// Configuration module: resolves the account credentials and service
// endpoints from environment variables and an optional JSON config file.
// Environment variables win over the file; the file wins over defaults.

use anyhow::{bail, Context, Result};
use serde::Deserialize;
use std::fmt;
use std::path::{Path, PathBuf};
use std::time::Duration;

pub const ENV_ACCOUNT_NAME: &str = "MEDIA_SERVICES_ACCOUNT_NAME";
pub const ENV_ACCOUNT_KEY: &str = "MEDIA_SERVICES_ACCOUNT_KEY";
pub const ENV_ACS_URL: &str = "MEDIA_SERVICES_ACS_URL";
pub const ENV_API_URL: &str = "MEDIA_SERVICES_API_URL";
pub const ENV_POLL_INTERVAL: &str = "MEDIA_SERVICES_POLL_INTERVAL_SECS";

pub const DEFAULT_ACS_ENDPOINT: &str =
    "https://wamsprodglobal001acs.accesscontrol.windows.net/v2/OAuth2-13";
pub const DEFAULT_ACS_SCOPE: &str = "urn:WindowsAzureMediaServices";
pub const DEFAULT_API_ENDPOINT: &str = "https://media.windows.net/API/";
pub const DEFAULT_POLL_INTERVAL: Duration = Duration::from_secs(5);

/// Shape of `config.json`. Every field is optional so a file may only
/// carry the credentials, or only override an endpoint.
#[derive(Deserialize, Debug, Default, Clone)]
#[serde(rename_all = "snake_case")]
pub struct FileConfig {
    pub account_name: Option<String>,
    pub account_key: Option<String>,
    pub acs_endpoint: Option<String>,
    pub acs_scope: Option<String>,
    pub api_endpoint: Option<String>,
    pub poll_interval_secs: Option<u64>,
}

impl FileConfig {
    /// Parse a config file. The caller decides whether a missing file is fatal.
    pub fn load(path: &Path) -> Result<Self> {
        let data = std::fs::read_to_string(path)
            .with_context(|| format!("Failed to read config file {}", path.display()))?;
        serde_json::from_str(&data)
            .with_context(|| format!("Failed to parse config file {}", path.display()))
    }
}

/// Fully resolved settings used to build the REST client.
#[derive(Clone)]
pub struct Settings {
    pub account_name: String,
    pub account_key: String,
    pub acs_endpoint: String,
    pub acs_scope: String,
    pub api_endpoint: String,
    pub poll_interval: Duration,
}

impl fmt::Debug for Settings {
    fn fmt(&self, f: &mut fmt::Formatter<'_>) -> fmt::Result {
        f.debug_struct("Settings")
            .field("account_name", &self.account_name)
            .field("account_key", &"<redacted>")
            .field("acs_endpoint", &self.acs_endpoint)
            .field("acs_scope", &self.acs_scope)
            .field("api_endpoint", &self.api_endpoint)
            .field("poll_interval", &self.poll_interval)
            .finish()
    }
}

/// `<config dir>/mediasvc/config.json`, when the platform has a config dir.
pub fn default_config_path() -> Option<PathBuf> {
    dirs::config_dir().map(|dir| dir.join("mediasvc").join("config.json"))
}

impl Settings {
    /// Load settings from the process environment and the config file.
    /// An explicit `config_path` must exist; the default location may not.
    pub fn load(config_path: Option<&Path>) -> Result<Self> {
        let file = match config_path {
            Some(path) => FileConfig::load(path)?,
            None => match default_config_path() {
                Some(path) if path.exists() => FileConfig::load(&path)?,
                _ => FileConfig::default(),
            },
        };
        Self::resolve(file, |key| std::env::var(key).ok())
    }

    /// Merge a parsed file with an environment lookup. Kept separate from
    /// `load` so tests can pass a fake environment.
    pub fn resolve<F>(file: FileConfig, env: F) -> Result<Self>
    where
        F: Fn(&str) -> Option<String>,
    {
        let pick = |key: &str, from_file: Option<String>| {
            env(key).filter(|v| !v.trim().is_empty()).or(from_file)
        };

        let account_name = pick(ENV_ACCOUNT_NAME, file.account_name)
            .with_context(|| format!("Missing account name. Set {} or account_name in the config file", ENV_ACCOUNT_NAME))?;
        let account_key = pick(ENV_ACCOUNT_KEY, file.account_key)
            .with_context(|| format!("Missing account key. Set {} or account_key in the config file", ENV_ACCOUNT_KEY))?;

        let poll_secs = match env(ENV_POLL_INTERVAL) {
            Some(raw) => Some(
                raw.trim()
                    .parse::<u64>()
                    .with_context(|| format!("{} must be a whole number of seconds", ENV_POLL_INTERVAL))?,
            ),
            None => file.poll_interval_secs,
        };
        let poll_interval = match poll_secs {
            Some(0) => bail!(
                "The poll interval must be at least one second. Check {} or poll_interval_secs in the config file",
                ENV_POLL_INTERVAL
            ),
            Some(secs) => Duration::from_secs(secs),
            None => DEFAULT_POLL_INTERVAL,
        };

        Ok(Settings {
            account_name,
            account_key,
            acs_endpoint: pick(ENV_ACS_URL, file.acs_endpoint)
                .unwrap_or_else(|| DEFAULT_ACS_ENDPOINT.into()),
            acs_scope: file.acs_scope.unwrap_or_else(|| DEFAULT_ACS_SCOPE.into()),
            api_endpoint: pick(ENV_API_URL, file.api_endpoint)
                .unwrap_or_else(|| DEFAULT_API_ENDPOINT.into()),
            poll_interval,
        })
    }
}

#[cfg(test)]
mod tests {
    use super::*;
    use std::collections::HashMap;

    fn env_of(pairs: &[(&str, &str)]) -> impl Fn(&str) -> Option<String> {
        let map: HashMap<String, String> = pairs
            .iter()
            .map(|(k, v)| (k.to_string(), v.to_string()))
            .collect();
        move |key| map.get(key).cloned()
    }

    #[test]
    fn env_overrides_file() {
        let file = FileConfig {
            account_name: Some("from-file".into()),
            account_key: Some("file-key".into()),
            ..Default::default()
        };
        let settings = Settings::resolve(file, env_of(&[(ENV_ACCOUNT_NAME, "from-env")])).unwrap();
        assert_eq!(settings.account_name, "from-env");
        assert_eq!(settings.account_key, "file-key");
        assert_eq!(settings.api_endpoint, DEFAULT_API_ENDPOINT);
        assert_eq!(settings.poll_interval, DEFAULT_POLL_INTERVAL);
    }

    #[test]
    fn missing_key_names_the_variable() {
        let err = Settings::resolve(FileConfig::default(), env_of(&[(ENV_ACCOUNT_NAME, "acct")]))
            .unwrap_err();
        assert!(err.to_string().contains(ENV_ACCOUNT_KEY));
    }

    #[test]
    fn blank_env_value_falls_back_to_file() {
        let file = FileConfig {
            account_name: Some("acct".into()),
            account_key: Some("key".into()),
            api_endpoint: Some("https://example.test/api/".into()),
            poll_interval_secs: Some(1),
            ..Default::default()
        };
        let settings = Settings::resolve(file, env_of(&[(ENV_API_URL, "  ")])).unwrap();
        assert_eq!(settings.api_endpoint, "https://example.test/api/");
        assert_eq!(settings.poll_interval, Duration::from_secs(1));
    }

    #[test]
    fn bad_poll_interval_is_an_error() {
        let env = env_of(&[
            (ENV_ACCOUNT_NAME, "acct"),
            (ENV_ACCOUNT_KEY, "key"),
            (ENV_POLL_INTERVAL, "soon"),
        ]);
        assert!(Settings::resolve(FileConfig::default(), env).is_err());
    }

    #[test]
    fn zero_poll_interval_is_rejected() {
        let env = env_of(&[
            (ENV_ACCOUNT_NAME, "acct"),
            (ENV_ACCOUNT_KEY, "key"),
            (ENV_POLL_INTERVAL, "0"),
        ]);
        let err = Settings::resolve(FileConfig::default(), env).unwrap_err();
        assert!(err.to_string().contains("at least one second"));

        let file = FileConfig {
            account_name: Some("acct".into()),
            account_key: Some("key".into()),
            poll_interval_secs: Some(0),
            ..Default::default()
        };
        assert!(Settings::resolve(file, env_of(&[])).is_err());
    }

    #[test]
    fn debug_redacts_key() {
        let env = env_of(&[(ENV_ACCOUNT_NAME, "acct"), (ENV_ACCOUNT_KEY, "s3cret")]);
        let settings = Settings::resolve(FileConfig::default(), env).unwrap();
        let shown = format!("{:?}", settings);
        assert!(!shown.contains("s3cret"));
        assert!(shown.contains("<redacted>"));
    }

    #[test]
    fn file_config_parses_json() {
        let dir = tempfile::tempdir().unwrap();
        let path = dir.path().join("config.json");
        std::fs::write(&path, r#"{"account_name":"acct","account_key":"k","poll_interval_secs":2}"#).unwrap();
        let file = FileConfig::load(&path).unwrap();
        assert_eq!(file.account_name.as_deref(), Some("acct"));
        assert_eq!(file.poll_interval_secs, Some(2));

        std::fs::write(&path, "not json").unwrap();
        assert!(FileConfig::load(&path).is_err());
    }
}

- **WHAT NEEDS TO BE DONE**:
Copy every line of the data where "HashMap" is found.

- **COMPLETED EXERCISE**:
    use std::collections::HashMap;
        let map: HashMap<String, String> = pairs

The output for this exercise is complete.